> [Work request] Could you filter the listing for lines with the word "such" and return them?

> [Extracted material]
※
use std::fmt;
use std::str::FromStr;
use std::time::Duration;

use crate::error::ParseCommandError;

/// A message for the actuator side.
#[derive(Clone, Debug, PartialEq)]
pub enum Command {
    /// Turn the wheel to a signed rudder percentage. The actuator clamps it.
    SetWheel(f64),
    /// Brake after passing a stopping zone.
    Brake,
    /// Emergency stop.
    Stop,
    /// Informational message.
    Log(String),
}

impl fmt::Display for Command {
    fn fmt(&self, f: &mut fmt::Formatter<'_>) -> fmt::Result {
        match self {
            Command::SetWheel(percentage) => write!(f, "setwheel:{}", percentage),
            Command::Brake => f.write_str("speed:brake"),
            Command::Stop => f.write_str("speed:stop"),
            Command::Log(text) => write!(f, "log:{}", text),
        }
    }
}

impl FromStr for Command {
    type Err = ParseCommandError;

    fn from_str(s: &str) -> Result<Self, Self::Err> {
        let invalid = || ParseCommandError(s.to_owned());
        let (tag, payload) = s.split_once(':').ok_or_else(invalid)?;
        match (tag, payload) {
            ("setwheel", pct) => pct.trim().parse().map(Command::SetWheel).map_err(|_| invalid()),
            ("speed", "brake") => Ok(Command::Brake),
            ("speed", "stop") => Ok(Command::Stop),
            ("log", text) => Ok(Command::Log(text.to_owned())),
            _ => Err(invalid()),
        }
    }
}

/// Identifies a scheduled task by the event that created it.
#[derive(Clone, Copy, Debug, PartialEq, Eq, Hash)]
pub enum TaskKey {
    /// The brake that follows passing a stopping zone.
    StoppingZoneBrake,
}

/// Something the controller wants done with a command.
#[derive(Clone, Debug, PartialEq)]
pub enum Action {
    /// Deliver as soon as possible, off the calling thread.
    Send(Command),
    /// Deliver after a delay unless cancelled first.
    Schedule {
        key: TaskKey,
        delay: Duration,
        command: Command,
    },
    /// Withdraw a scheduled command that has not fired yet.
    Cancel(TaskKey),
}
//! 软件包备份：导出到加密文件 / 从加密文件导入

pub mod codec;

use crate::package_manager::PackageRecord;
use std::fs;
use std::path::{Path, PathBuf};
use thiserror::Error;

/// 备份文件扩展名
pub const BACKUP_EXTENSION: &str = "wgpkgs";

#[derive(Error, Debug)]
pub enum BackupError {
    #[error("No packages to export.")]
    Empty,

    #[error("{0}")]
    Codec(#[from] codec::CodecError),

    #[error("I/O error: {0}")]
    Io(#[from] std::io::Error),
}

/// 导出成功后的摘要
#[derive(Debug, Clone, PartialEq)]
pub struct ExportSummary {
    pub count: usize,
    pub path: PathBuf,
}

impl ExportSummary {
    pub fn message(&self) -> String {
        let file_name = self
            .path
            .file_name()
            .map(|n| n.to_string_lossy().into_owned())
            .unwrap_or_else(|| self.path.display().to_string());
        format!("Successfully exported {} packages to {}", self.count, file_name)
    }
}

/// 默认导出路径: <dir>/mypackages.wgpkgs
pub fn default_path(dir: &Path) -> PathBuf {
    dir.join(format!("mypackages.{}", BACKUP_EXTENSION))
}

/// 强制使用备份扩展名
pub fn with_extension(path: &Path) -> PathBuf {
    match path.extension() {
        Some(ext) if ext == BACKUP_EXTENSION => path.to_path_buf(),
        _ => {
            let mut name = path.as_os_str().to_os_string();
            name.push(".");
            name.push(BACKUP_EXTENSION);
            PathBuf::from(name)
        }
    }
}

/// 加密写入所选包，文件内容即编码结果
pub fn export_to_file(records: &[PackageRecord], path: &Path) -> Result<ExportSummary, BackupError> {
    if records.is_empty() {
        return Err(BackupError::Empty);
    }

    let path = with_extension(path);
    let blob = codec::encode(records)?;
    if let Some(parent) = path.parent() {
        if !parent.as_os_str().is_empty() {
            fs::create_dir_all(parent)?;
        }
    }
    fs::write(&path, blob)?;

    Ok(ExportSummary {
        count: records.len(),
        path,
    })
}

/// 读取并解密备份文件
pub fn import_from_file(path: &Path) -> Result<Vec<PackageRecord>, BackupError> {
    let blob = fs::read_to_string(path)?;
    codec::decode(&blob).map_err(|e| {
        log::warn!("导入 {} 失败: {}", path.display(), e);
        BackupError::from(e)
    })
}

#[cfg(test)]
mod tests {
    use super::*;
    use tempfile::TempDir;

    fn records() -> Vec<PackageRecord> {
        vec![
            PackageRecord {
                name: "Git".to_string(),
                id: "Git.Git".to_string(),
                version: "2.44.0".to_string(),
                available: String::new(),
                source: "winget".to_string(),
            },
            PackageRecord {
                name: "Node.js LTS".to_string(),
                id: "OpenJS.NodeJS.LTS".to_string(),
                version: "20.11.1".to_string(),
                available: String::new(),
                source: "winget".to_string(),
            },
        ]
    }

    #[test]
    fn test_export_then_import() {
        let dir = TempDir::new().unwrap();
        let summary = export_to_file(&records(), &dir.path().join("mine")).unwrap();

        assert_eq!(summary.count, 2);
        assert_eq!(summary.path, dir.path().join("mine.wgpkgs"));
        assert_eq!(
            summary.message(),
            "Successfully exported 2 packages to mine.wgpkgs"
        );
        assert_eq!(import_from_file(&summary.path).unwrap(), records());
    }

    #[test]
    fn test_file_content_is_the_blob() {
        let dir = TempDir::new().unwrap();
        let summary = export_to_file(&records(), &default_path(dir.path())).unwrap();
        let content = fs::read_to_string(&summary.path).unwrap();
        assert_eq!(content.matches(':').count(), 1);
        assert!(!content.contains("Git.Git"));
    }

    #[test]
    fn test_empty_selection_is_refused() {
        let dir = TempDir::new().unwrap();
        let path = default_path(dir.path());
        let err = export_to_file(&[], &path).unwrap_err();
        assert!(matches!(err, BackupError::Empty));
        assert!(!path.exists());
    }

    #[test]
    fn test_corrupt_file_reports_corruption() {
        let dir = TempDir::new().unwrap();
        let path = dir.path().join("broken.wgpkgs");
        fs::write(&path, "not a backup").unwrap();

        let err = import_from_file(&path).unwrap_err();
        assert!(matches!(err, BackupError::Codec(_)));
        assert!(err.to_string().starts_with("Invalid file or corruption"));
    }

    #[test]
    fn test_missing_file_is_io_error() {
        let dir = TempDir::new().unwrap();
        let err = import_from_file(&dir.path().join("missing.wgpkgs")).unwrap_err();
        assert!(matches!(err, BackupError::Io(_)));
    }

    #[test]
    fn test_with_extension() {
        assert_eq!(with_extension(Path::new("a.wgpkgs")), PathBuf::from("a.wgpkgs"));
        assert_eq!(with_extension(Path::new("a")), PathBuf::from("a.wgpkgs"));
        assert_eq!(with_extension(Path::new("a.txt")), PathBuf::from("a.txt.wgpkgs"));
    }
}
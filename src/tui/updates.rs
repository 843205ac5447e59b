use super::layout;
use super::list::{self, VersionColumn};
use super::spawn_task;
use super::state::{App, AppEvent, AppMode, PendingAction};
use crossterm::event::{KeyCode, KeyEvent};
use ratatui::{
    style::{Color, Style},
    widgets::{Block, Borders},
    Frame,
};
use tokio::sync::mpsc;

/// 后台执行 winget upgrade 并解析可升级列表
pub fn load_updates(app: &mut App, tx: &mpsc::Sender<AppEvent>) {
    if app.busy.is_some() {
        return;
    }
    app.busy = Some("Checking for updates...".to_string());
    let winget = app.winget.clone();
    spawn_task(tx, move || {
        let (records, output) = winget.fetch_updates();
        AppEvent::UpdatesLoaded { records, output }
    });
}

/// 确认后升级单个包
pub fn spawn_upgrade(app: &mut App, tx: &mpsc::Sender<AppEvent>, id: String) {
    app.busy = Some(format!("Upgrading {}...", id));
    let winget = app.winget.clone();
    spawn_task(tx, move || AppEvent::ActionFinished {
        mode: AppMode::Updates,
        output: winget.upgrade(&id),
    });
}

pub fn handle_updates_key(key: KeyEvent, app: &mut App, tx: &mpsc::Sender<AppEvent>) {
    match key.code {
        KeyCode::Up | KeyCode::Char('k') => app.updates.select_up(),
        KeyCode::Down | KeyCode::Char('j') => app.updates.select_down(),
        KeyCode::Char('r') => load_updates(app, tx),
        KeyCode::Enter => {
            if let Some(record) = app.updates.current() {
                app.confirm = Some(PendingAction::Upgrade(record.id.clone()));
            }
        }
        _ => {}
    }
}

pub fn render_updates(f: &mut Frame, app: &App) {
    let chunks = layout::main_layout(f.area());

    let header = if app.updates.loaded {
        format!("⬆️  可用更新 - {} 个", app.updates.records.len())
    } else {
        "⬆️  可用更新".to_string()
    };
    layout::render_header(f, &header, chunks[0]);

    let block = Block::default()
        .title(format!(" 软件源: {} ", app.winget.source))
        .borders(Borders::ALL)
        .border_style(Style::default().fg(Color::Yellow));
    let inner = block.inner(chunks[1]);
    f.render_widget(block, chunks[1]);

    if app.updates.records.is_empty() {
        if app.updates.loaded {
            layout::render_placeholder(f, "No verified winget updates available.", inner);
        }
    } else {
        list::render_package_list(f, &app.updates, VersionColumn::Upgrade, true, inner);
    }

    let footer = app
        .busy
        .clone()
        .unwrap_or_else(|| "↑↓ 选择 | Enter 升级 | r 刷新 | Esc 返回".to_string());
    layout::render_footer(f, &footer, chunks[2]);
}
use anyhow::{Context, Result};
use serde::{Deserialize, Serialize};
use std::fs;
use std::path::{Path, PathBuf};

/// winget list 的输出可能有数 MB，超过此上限视为异常
pub const DEFAULT_MAX_OUTPUT_BYTES: usize = 5 * 1024 * 1024;

#[derive(Debug, Clone, Serialize, Deserialize)]
#[serde(default)]
pub struct Config {
    /// winget 可执行文件
    pub winget_path: String,
    /// 限定的软件源
    pub source: String,
    /// 导出 / 导入备份时的默认目录
    pub backup_dir: PathBuf,
    pub max_output_bytes: usize,
}

/// 用户主目录：HOME（类 Unix）或 USERPROFILE（Windows）
pub fn home_dir() -> PathBuf {
    let home = std::env::var("HOME")
        .or_else(|_| std::env::var("USERPROFILE"))
        .unwrap_or_else(|_| ".".to_string());
    PathBuf::from(home)
}

impl Default for Config {
    fn default() -> Self {
        Self {
            winget_path: "winget".to_string(),
            source: "winget".to_string(),
            backup_dir: home_dir(),
            max_output_bytes: DEFAULT_MAX_OUTPUT_BYTES,
        }
    }
}

impl Config {
    pub fn config_path() -> PathBuf {
        home_dir().join(".config/lian-winget/config.toml")
    }

    pub fn load_or_default() -> Result<Self> {
        Self::load_from(&Self::config_path())
    }

    /// 配置文件只读不写；文件不存在时使用默认值
    pub fn load_from(path: &Path) -> Result<Self> {
        if path.exists() {
            let content = fs::read_to_string(path)?;
            let config: Config = toml::from_str(&content)
                .with_context(|| format!("配置文件格式错误: {}", path.display()))?;
            Ok(config)
        } else {
            Ok(Self::default())
        }
    }
}

#[cfg(test)]
mod tests {
    use super::*;
    use tempfile::TempDir;

    #[test]
    fn test_missing_file_uses_defaults() {
        let dir = TempDir::new().unwrap();
        let config = Config::load_from(&dir.path().join("config.toml")).unwrap();
        assert_eq!(config.winget_path, "winget");
        assert_eq!(config.source, "winget");
        assert_eq!(config.max_output_bytes, DEFAULT_MAX_OUTPUT_BYTES);
    }

    #[test]
    fn test_partial_file_keeps_other_defaults() {
        let dir = TempDir::new().unwrap();
        let path = dir.path().join("config.toml");
        fs::write(&path, "winget_path = \"C:\\\\tools\\\\winget.exe\"\nbackup_dir = \"D:/backups\"\n").unwrap();

        let config = Config::load_from(&path).unwrap();
        assert_eq!(config.winget_path, "C:\\tools\\winget.exe");
        assert_eq!(config.backup_dir, PathBuf::from("D:/backups"));
        assert_eq!(config.source, "winget");
    }

    #[test]
    fn test_malformed_file_is_an_error() {
        let dir = TempDir::new().unwrap();
        let path = dir.path().join("config.toml");
        fs::write(&path, "max_output_bytes = \"lots\"").unwrap();
        assert!(Config::load_from(&path).is_err());
    }
}
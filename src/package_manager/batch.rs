//! 批量安装（导入备份后逐个安装）

use super::types::{CommandOutput, PackageRecord};

/// 批量安装过程中的进度事件
#[derive(Debug, Clone)]
pub enum BatchEvent {
    Started(PackageRecord),
    Finished {
        record: PackageRecord,
        output: CommandOutput,
    },
}

/// 批量安装结果汇总
#[derive(Debug, Clone, Default, PartialEq)]
pub struct BatchReport {
    pub succeeded: Vec<String>,
    /// (包 ID, 失败原因)
    pub failed: Vec<(String, String)>,
}

impl BatchReport {
    pub fn summary(&self) -> String {
        let mut text = format!(
            "{} succeeded, {} failed",
            self.succeeded.len(),
            self.failed.len()
        );
        if !self.failed.is_empty() {
            let ids: Vec<&str> = self.failed.iter().map(|(id, _)| id.as_str()).collect();
            text.push_str(&format!(" ({})", ids.join(", ")));
        }
        text
    }
}

/// 严格串行地安装每个包：上一个结束（成功或失败）后才开始下一个，
/// 单个失败只记录，不中断后续安装。
pub fn install_all<I, E>(records: &[PackageRecord], mut install: I, mut on_event: E) -> BatchReport
where
    I: FnMut(&PackageRecord) -> CommandOutput,
    E: FnMut(BatchEvent),
{
    let mut report = BatchReport::default();

    for record in records {
        on_event(BatchEvent::Started(record.clone()));
        let output = install(record);

        match &output.error {
            None => {
                log::info!("installed {}", record.id);
                report.succeeded.push(record.id.clone());
            }
            Some(reason) => {
                log::info!("failed to install {}: {}", record.id, reason);
                report.failed.push((record.id.clone(), reason.clone()));
            }
        }

        on_event(BatchEvent::Finished {
            record: record.clone(),
            output,
        });
    }

    report
}

#[cfg(test)]
mod tests {
    use super::*;

    fn record(id: &str) -> PackageRecord {
        PackageRecord {
            name: id.to_string(),
            id: id.to_string(),
            version: "1.0".to_string(),
            available: String::new(),
            source: "winget".to_string(),
        }
    }

    #[test]
    fn test_failure_does_not_abort_remaining_items() {
        let records = vec![record("Pub.One"), record("Pub.Two"), record("Pub.Three")];
        let mut attempted = Vec::new();

        let report = install_all(
            &records,
            |rec| {
                attempted.push(rec.id.clone());
                if rec.id == "Pub.Two" {
                    CommandOutput {
                        stdout: String::new(),
                        stderr: "installer failed".to_string(),
                        error: Some("winget exited with code 1".to_string()),
                    }
                } else {
                    CommandOutput::default()
                }
            },
            |_| {},
        );

        assert_eq!(attempted, vec!["Pub.One", "Pub.Two", "Pub.Three"]);
        assert_eq!(report.succeeded, vec!["Pub.One", "Pub.Three"]);
        assert_eq!(report.failed.len(), 1);
        assert_eq!(report.failed[0].0, "Pub.Two");
        assert_eq!(report.summary(), "2 succeeded, 1 failed (Pub.Two)");
    }

    #[test]
    fn test_events_are_sequential() {
        let records = vec![record("Pub.A"), record("Pub.B")];
        let mut events = Vec::new();

        install_all(
            &records,
            |_| CommandOutput::default(),
            |event| match event {
                BatchEvent::Started(rec) => events.push(format!("start {}", rec.id)),
                BatchEvent::Finished { record, output } => {
                    events.push(format!("done {} {}", record.id, output.success()))
                }
            },
        );

        assert_eq!(
            events,
            vec!["start Pub.A", "done Pub.A true", "start Pub.B", "done Pub.B true"]
        );
    }

    #[test]
    fn test_empty_batch() {
        let report = install_all(&[], |_| CommandOutput::default(), |_| {});
        assert_eq!(report, BatchReport::default());
        assert_eq!(report.summary(), "0 succeeded, 0 failed");
    }
}
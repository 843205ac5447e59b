//! 外部命令执行
//!
//! 参数始终以参数向量传给子进程，不经过 shell，查询词里的 `$(...)`、`;` 等不会被展开。

use super::types::CommandOutput;

/// 执行一次命令并完整捕获 stdout / stderr。
///
/// 永远不会返回错误：启动失败、非零退出码、输出超限都记录在 `CommandOutput::error` 中，
/// 由调用方决定如何展示。
pub fn run_command(program: &str, args: &[String], max_output_bytes: usize) -> CommandOutput {
    log::debug!("run_command: {} {:?}", program, args);

    let result = duct::cmd(program, args)
        .stdin_null()
        .stdout_capture()
        .stderr_capture()
        .unchecked()
        .run();

    let output = match result {
        Ok(output) => output,
        Err(e) => {
            let message = format!("failed to run {}: {}", program, e);
            log::error!("{}", message);
            return CommandOutput {
                stdout: String::new(),
                stderr: String::new(),
                error: Some(message),
            };
        }
    };

    let (stdout, stdout_cut) = decode_capped(&output.stdout, max_output_bytes);
    let (stderr, stderr_cut) = decode_capped(&output.stderr, max_output_bytes);

    let error = if stdout_cut || stderr_cut {
        Some(format!("output exceeded {} bytes", max_output_bytes))
    } else if !output.status.success() {
        Some(match output.status.code() {
            Some(code) => format!("{} exited with code {}", program, code),
            None => format!("{} was terminated by a signal", program),
        })
    } else {
        None
    };

    if let Some(e) = &error {
        log::error!("Command error: {}", e);
    }

    CommandOutput {
        stdout,
        stderr,
        error,
    }
}

/// 按上限截断后做有损 UTF-8 解码，返回是否发生截断
fn decode_capped(bytes: &[u8], limit: usize) -> (String, bool) {
    if bytes.len() > limit {
        (String::from_utf8_lossy(&bytes[..limit]).into_owned(), true)
    } else {
        (String::from_utf8_lossy(bytes).into_owned(), false)
    }
}
//! 包管理器模块：对 winget 命令行的封装

pub mod batch;
pub mod parser;
pub mod runner;
pub mod types;

// 重新导出常用类型和函数
pub use batch::{install_all, BatchEvent, BatchReport};
pub use types::{CommandOutput, PackageRecord};

use crate::config::Config;
use anyhow::{anyhow, Result};
use parser::{clean_terminal_output, parse_packages};
use runner::run_command;

/// 安装 / 升级时自动接受协议，避免交互提示阻塞
const AGREEMENT_FLAGS: [&str; 2] = ["--accept-package-agreements", "--accept-source-agreements"];

#[derive(Debug, Clone)]
pub struct Winget {
    pub program: String,
    /// 唯一信任的软件源，所有查询和安装都限定在这个源
    pub source: String,
    pub max_output_bytes: usize,
}

impl Winget {
    pub fn from_config(config: &Config) -> Self {
        Self {
            program: config.winget_path.clone(),
            source: config.source.clone(),
            max_output_bytes: config.max_output_bytes,
        }
    }

    pub fn name(&self) -> &str {
        &self.program
    }

    /// 检测 winget 是否可用，返回版本号
    pub fn detect(&self) -> Result<String> {
        let output = self.run(&["--version".to_string()]);
        match output.error {
            None => Ok(output.stdout.trim().to_string()),
            Some(e) => Err(anyhow!("未找到 winget: {}", e)),
        }
    }

    fn run(&self, args: &[String]) -> CommandOutput {
        run_command(&self.program, args, self.max_output_bytes)
    }

    fn source_args(&self) -> [String; 2] {
        ["--source".to_string(), self.source.clone()]
    }

    fn id_args(&self, subcommand: &str, id: &str) -> Vec<String> {
        let mut args = vec![subcommand.to_string(), "--id".to_string(), id.to_string()];
        args.extend(self.source_args());
        args.extend(AGREEMENT_FLAGS.iter().map(|s| s.to_string()));
        args
    }

    // ===== 查询 =====

    /// 列出可升级的包 (winget upgrade)
    pub fn check_updates(&self) -> CommandOutput {
        let mut args = vec!["upgrade".to_string()];
        args.extend(self.source_args());
        self.run(&args)
    }

    /// 列出已安装的包 (winget list)
    pub fn list_installed(&self) -> CommandOutput {
        let mut args = vec!["list".to_string()];
        args.extend(self.source_args());
        self.run(&args)
    }

    /// 搜索远程仓库 (winget search)
    pub fn search(&self, query: &str) -> CommandOutput {
        if query.trim().is_empty() {
            return CommandOutput::rejected("No query provided");
        }
        let mut args = vec!["search".to_string(), query.to_string()];
        args.extend(self.source_args());
        self.run(&args)
    }

    // ===== 变更 =====

    pub fn install(&self, id: &str) -> CommandOutput {
        if id.trim().is_empty() {
            return CommandOutput::rejected("No ID provided");
        }
        self.run(&self.id_args("install", id))
    }

    pub fn upgrade(&self, id: &str) -> CommandOutput {
        if id.trim().is_empty() {
            return CommandOutput::rejected("No ID provided");
        }
        self.run(&self.id_args("upgrade", id))
    }

    /// 卸载不限定软件源
    pub fn uninstall(&self, id: &str) -> CommandOutput {
        if id.trim().is_empty() {
            return CommandOutput::rejected("No ID provided");
        }
        self.run(&["uninstall".to_string(), "--id".to_string(), id.to_string()])
    }

    // ===== 查询 + 解析 =====

    pub fn fetch_updates(&self) -> (Vec<PackageRecord>, CommandOutput) {
        with_records(self.check_updates())
    }

    pub fn fetch_installed(&self) -> (Vec<PackageRecord>, CommandOutput) {
        with_records(self.list_installed())
    }

    pub fn fetch_search(&self, query: &str) -> (Vec<PackageRecord>, CommandOutput) {
        with_records(self.search(query))
    }
}

/// 即使命令失败也尝试解析 stdout，winget 在部分失败时仍会输出表格
fn with_records(output: CommandOutput) -> (Vec<PackageRecord>, CommandOutput) {
    let records = parse_packages(&clean_terminal_output(&output.stdout));
    (records, output)
}

#[cfg(test)]
mod tests {
    use super::*;

    fn winget(program: &str) -> Winget {
        Winget {
            program: program.to_string(),
            source: "winget".to_string(),
            max_output_bytes: 1024 * 1024,
        }
    }

    #[test]
    fn test_install_args() {
        let args = winget("winget").id_args("install", "Git.Git");
        assert_eq!(
            args,
            vec![
                "install",
                "--id",
                "Git.Git",
                "--source",
                "winget",
                "--accept-package-agreements",
                "--accept-source-agreements"
            ]
        );
    }

    #[test]
    fn test_empty_inputs_skip_the_tool() {
        // 不存在的程序：若真的被调用会产生 error
        let wg = winget("lian-winget-no-such-program");
        for out in [wg.search("  "), wg.install(""), wg.upgrade(""), wg.uninstall(" ")] {
            assert!(out.success());
            assert!(out.stdout.is_empty());
        }
        assert_eq!(wg.search("").stderr, "No query provided");
        assert_eq!(wg.install("").stderr, "No ID provided");
    }

    #[test]
    fn test_missing_tool_yields_empty_records() {
        let (records, output) = winget("lian-winget-no-such-program").fetch_installed();
        assert!(records.is_empty());
        assert!(!output.success());
    }

    #[cfg(unix)]
    #[test]
    fn test_search_passes_query_as_single_argument() {
        // echo 会原样回显参数向量
        let out = winget("echo").search("$(date) foo");
        assert_eq!(out.stdout.trim(), "search $(date) foo --source winget");
    }

    #[cfg(unix)]
    #[test]
    fn test_uninstall_has_no_source_constraint() {
        let out = winget("echo").uninstall("Git.Git");
        assert_eq!(out.stdout.trim(), "uninstall --id Git.Git");
    }

    #[test]
    fn test_detect_missing_tool() {
        assert!(winget("lian-winget-no-such-program").detect().is_err());
    }
}
use super::state::App;
use ratatui::{
    layout::{Alignment, Constraint, Direction, Layout},
    style::{Color, Modifier, Style},
    text::{Line, Span},
    widgets::{Block, Borders, Paragraph},
    Frame,
};

const ASCII_LOGO: &str = r#"
██       ██                   
░██      ░░                   
░██       ██  ██████  ███████ 
░██      ░██ ░░░░░░██░░██░░░██
░██      ░██  ███████ ░██  ░██
░██      ░██ ██░░░░██ ░██  ░██
░████████░██░░████████░██  ░██
░░░░░░░░ ░░  ░░░░░░░░ ░░   ░░"#;

pub fn render_dashboard(f: &mut Frame, app: &App) {
    let area = f.area();

    let block = Block::default()
        .borders(Borders::ALL)
        .border_style(Style::default().fg(Color::DarkGray));
    f.render_widget(block, area);

    // 构建所有行
    let mut lines: Vec<Line> = Vec::new();

    // 空行填充（顶部留白）
    lines.push(Line::from(""));

    // ASCII Logo
    for logo_line in ASCII_LOGO.lines() {
        lines.push(Line::from(vec![Span::styled(
            logo_line.to_string(),
            Style::default().fg(Color::Cyan).add_modifier(Modifier::BOLD),
        )]));
    }

    lines.push(Line::from(""));
    lines.push(Line::from(""));

    lines.push(section_title("── winget ──"));
    lines.push(Line::from(""));

    match &app.winget_version {
        None => lines.push(info_line("版本  ", "检测中...")),
        Some(Ok(version)) => lines.push(info_line("版本  ", version)),
        Some(Err(e)) => lines.push(Line::from(vec![Span::styled(
            e.clone(),
            Style::default().fg(Color::Red),
        )])),
    }
    lines.push(info_line("程序  ", app.winget.name()));
    lines.push(info_line("软件源  ", &app.winget.source));
    lines.push(info_line(
        "备份目录  ",
        &app.config.backup_dir.display().to_string(),
    ));

    lines.push(Line::from(""));
    lines.push(Line::from(""));

    lines.push(section_title("── 快捷键 ──"));
    lines.push(Line::from(""));

    lines.push(shortcut_line("U", " 检查更新         "));
    lines.push(shortcut_line("I", " 已安装的软件包   "));
    lines.push(shortcut_line("S", " 搜索并安装       "));
    lines.push(shortcut_line("B", " 备份与恢复       "));
    lines.push(shortcut_line("q", " 退出             "));

    lines.push(Line::from(""));
    lines.push(Line::from(""));

    // 版本号
    lines.push(Line::from(vec![Span::styled(
        format!("lian-winget v{}  ", env!("CARGO_PKG_VERSION")),
        Style::default().fg(Color::DarkGray),
    )]));

    let lines_count = lines.len();
    let paragraph = Paragraph::new(lines).alignment(Alignment::Center);

    // 垂直居中：计算内容高度，用 Layout 居中
    let content_height = lines_count as u16;
    let inner = area.inner(ratatui::layout::Margin {
        horizontal: 1,
        vertical: 1,
    });

    let vertical = Layout::default()
        .direction(Direction::Vertical)
        .constraints([
            Constraint::Min(0),
            Constraint::Length(content_height),
            Constraint::Min(0),
        ])
        .split(inner);

    f.render_widget(paragraph, vertical[1]);
}

fn section_title(title: &str) -> Line<'static> {
    Line::from(vec![Span::styled(
        title.to_string(),
        Style::default().fg(Color::Yellow).add_modifier(Modifier::BOLD),
    )])
}

/// 信息行: "标签: 值"
fn info_line(label: &str, value: &str) -> Line<'static> {
    Line::from(vec![
        Span::styled(
            format!("{label}: "),
            Style::default().fg(Color::White).add_modifier(Modifier::BOLD),
        ),
        Span::styled(value.to_string(), Style::default().fg(Color::White)),
    ])
}

/// 快捷键行: "  X  描述"
fn shortcut_line<'a>(key: &'a str, desc: &'a str) -> Line<'a> {
    Line::from(vec![
        Span::styled(
            format!("  {key}"),
            Style::default()
                .fg(Color::Yellow)
                .add_modifier(Modifier::BOLD),
        ),
        Span::styled(desc.to_string(), Style::default().fg(Color::White)),
    ])
}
※
> [Output of the task]
        let wg = winget("lian-winget-no-such-program");
        let (records, output) = winget("lian-winget-no-such-program").fetch_installed();
        assert!(winget("lian-winget-no-such-program").detect().is_err());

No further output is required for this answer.